By Gilles Guillaume and Yilei Sun
PARIS/BEIJING (Reuters) - Peugeot maker PSA Group (PA:PEUP) said it is preparing to sell its 50% stake in an eight-year-old joint venture with Chinese partner Chongqing Changan Automotive (SZ:000625) which has struggled with falling sales.
The announcement in Paris on Thursday came after Changan also signaled in regulatory filings earlier this month that it was seeking a buyer for its half of the Shenzhen-based venture known as CAPSA, which builds cars under PSA's premium DS brand.

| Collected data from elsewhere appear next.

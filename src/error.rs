//! Error types for enterprise-tools
//!
//! One enum covers every failure mode of the clients. Lower layers return these
//! values; only the top-level dispatcher decides how to print them and which
//! exit code to use.

use crate::config::Service;
use crate::resolve::IdentifierKind;
use std::path::PathBuf;
use thiserror::Error;

/// Result type alias for enterprise-tools operations
pub type Result<T> = std::result::Result<T, ToolsError>;

/// Exit status for configuration and usage errors
pub const EXIT_CONFIG: i32 = 1;

/// Exit status for remote and business failures
pub const EXIT_REMOTE: i32 = 2;

/// Comprehensive error type for enterprise-tools operations
#[derive(Error, Debug)]
pub enum ToolsError {
    /// Required credential fields are missing after merging all sources
    #[error("{service} credentials not configured (missing: {})", .missing.join(", "))]
    MissingCredentials {
        service: Service,
        missing: Vec<String>,
        /// Credentials file the store consulted
        file: PathBuf,
    },

    /// Configuration errors
    #[error("Configuration error: {0}")]
    Config(String),

    /// I/O errors
    #[error("I/O error: {0}")]
    Io(#[from] std::io::Error),

    /// Remote call returned a status outside the expected set
    #[error("{status} - {body}")]
    Remote { status: u16, body: String },

    /// Remote call succeeded at the HTTP level but the platform rejected it
    #[error("{0}")]
    Rejected(String),

    /// Network failures (connect errors, timeouts)
    #[error("Network error: {0}")]
    Network(String),

    /// HTTP client errors
    #[error("HTTP error: {0}")]
    Http(#[from] reqwest::Error),

    /// JSON serialization/deserialization errors
    #[error("JSON error: {0}")]
    Json(#[from] serde_json::Error),

    /// Identifier lookup returned no match
    #[error("{kind} '{input}' not found")]
    NotFound { kind: IdentifierKind, input: String },

    /// Requested workflow transition is not available for the issue
    #[error("Transition '{requested}' not found. Available: {}", .available.join(", "))]
    UnknownTransition {
        requested: String,
        available: Vec<String>,
    },

    /// No transition matched the reopen alias table
    #[error("No reopen transition found. Available: {}", .available.join(", "))]
    NoReopenTransition { available: Vec<String> },

    /// Incoherent flag combination or malformed argument
    #[error("{0}")]
    Validation(String),
}

impl ToolsError {
    /// Process exit status for this error
    pub fn exit_code(&self) -> i32 {
        match self {
            ToolsError::MissingCredentials { .. } | ToolsError::Config(_) | ToolsError::Io(_) => {
                EXIT_CONFIG
            }
            _ => EXIT_REMOTE,
        }
    }

    /// Follow-up guidance printed after the diagnostic line, if any
    pub fn remediation(&self) -> Option<String> {
        match self {
            ToolsError::MissingCredentials { missing, file, .. } => Some(format!(
                "Set {} in the environment or in {}, then run `etools check`",
                missing.join(", "),
                file.display()
            )),
            _ => None,
        }
    }

    /// Whether this error is a failed identifier lookup
    pub fn is_not_found(&self) -> bool {
        matches!(self, ToolsError::NotFound { .. })
    }
}

#[cfg(test)]
mod tests {
    use super::*;

    #[test]
    fn test_exit_codes() {
        let missing = ToolsError::MissingCredentials {
            service: Service::Jira,
            missing: vec!["JIRA_EMAIL".to_string()],
            file: PathBuf::from("credentials.env"),
        };
        assert_eq!(missing.exit_code(), EXIT_CONFIG);
        assert_eq!(ToolsError::Config("bad".into()).exit_code(), EXIT_CONFIG);

        let remote = ToolsError::Remote {
            status: 404,
            body: "nope".into(),
        };
        assert_eq!(remote.exit_code(), EXIT_REMOTE);
        assert_eq!(ToolsError::Validation("x".into()).exit_code(), EXIT_REMOTE);
        assert_eq!(
            ToolsError::NotFound {
                kind: IdentifierKind::SlackUser,
                input: "bob".into()
            }
            .exit_code(),
            EXIT_REMOTE
        );
    }

    #[test]
    fn test_messages() {
        let err = ToolsError::UnknownTransition {
            requested: "Shipped".into(),
            available: vec!["To Do".into(), "In Progress".into(), "Done".into()],
        };
        assert_eq!(
            err.to_string(),
            "Transition 'Shipped' not found. Available: To Do, In Progress, Done"
        );

        let err = ToolsError::Remote {
            status: 409,
            body: "stale version".into(),
        };
        assert_eq!(err.to_string(), "409 - stale version");

        let err = ToolsError::MissingCredentials {
            service: Service::Confluence,
            missing: vec!["CONFLUENCE_EMAIL".into(), "CONFLUENCE_API_TOKEN".into()],
            file: PathBuf::from("/etc/etools/team.env"),
        };
        assert_eq!(
            err.to_string(),
            "Confluence credentials not configured (missing: CONFLUENCE_EMAIL, CONFLUENCE_API_TOKEN)"
        );
        let hint = err.remediation().unwrap();
        assert!(hint.contains("CONFLUENCE_API_TOKEN"));
        assert!(hint.contains("/etc/etools/team.env"));
    }
}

PSA's move highlights how global car manufacturers are struggling in the world's biggest auto market, where sales contracted last year for the first time since the 1990s.
It also plans to cut jobs and drop two of the four assembly plants it shares in a larger join venture with China's Dongfeng Group (HK:0489), which builds Peugeot and Citroen cars, Reuters reported in August.
A PSA spokesman said the French company still hoped to roll out DS cars in China and a "new strategic plan" would be presented in the coming weeks or months.
The partners planned to continue building DS-branded cars at the Shenzhen plant, a China-based PSA spokesman said on Friday.
PSA's sale plan would be presented to French unions on Friday, a source familiar with the matter said.
PSA's sales in China fell in 2018 by 32% to 262,583 vehicles, a long way off the 1 million-a-year target it had set itself a few years ago.
Changan said it is seeking a floor price of 1.63 billion yuan ($232 million) for its stake in the joint venture.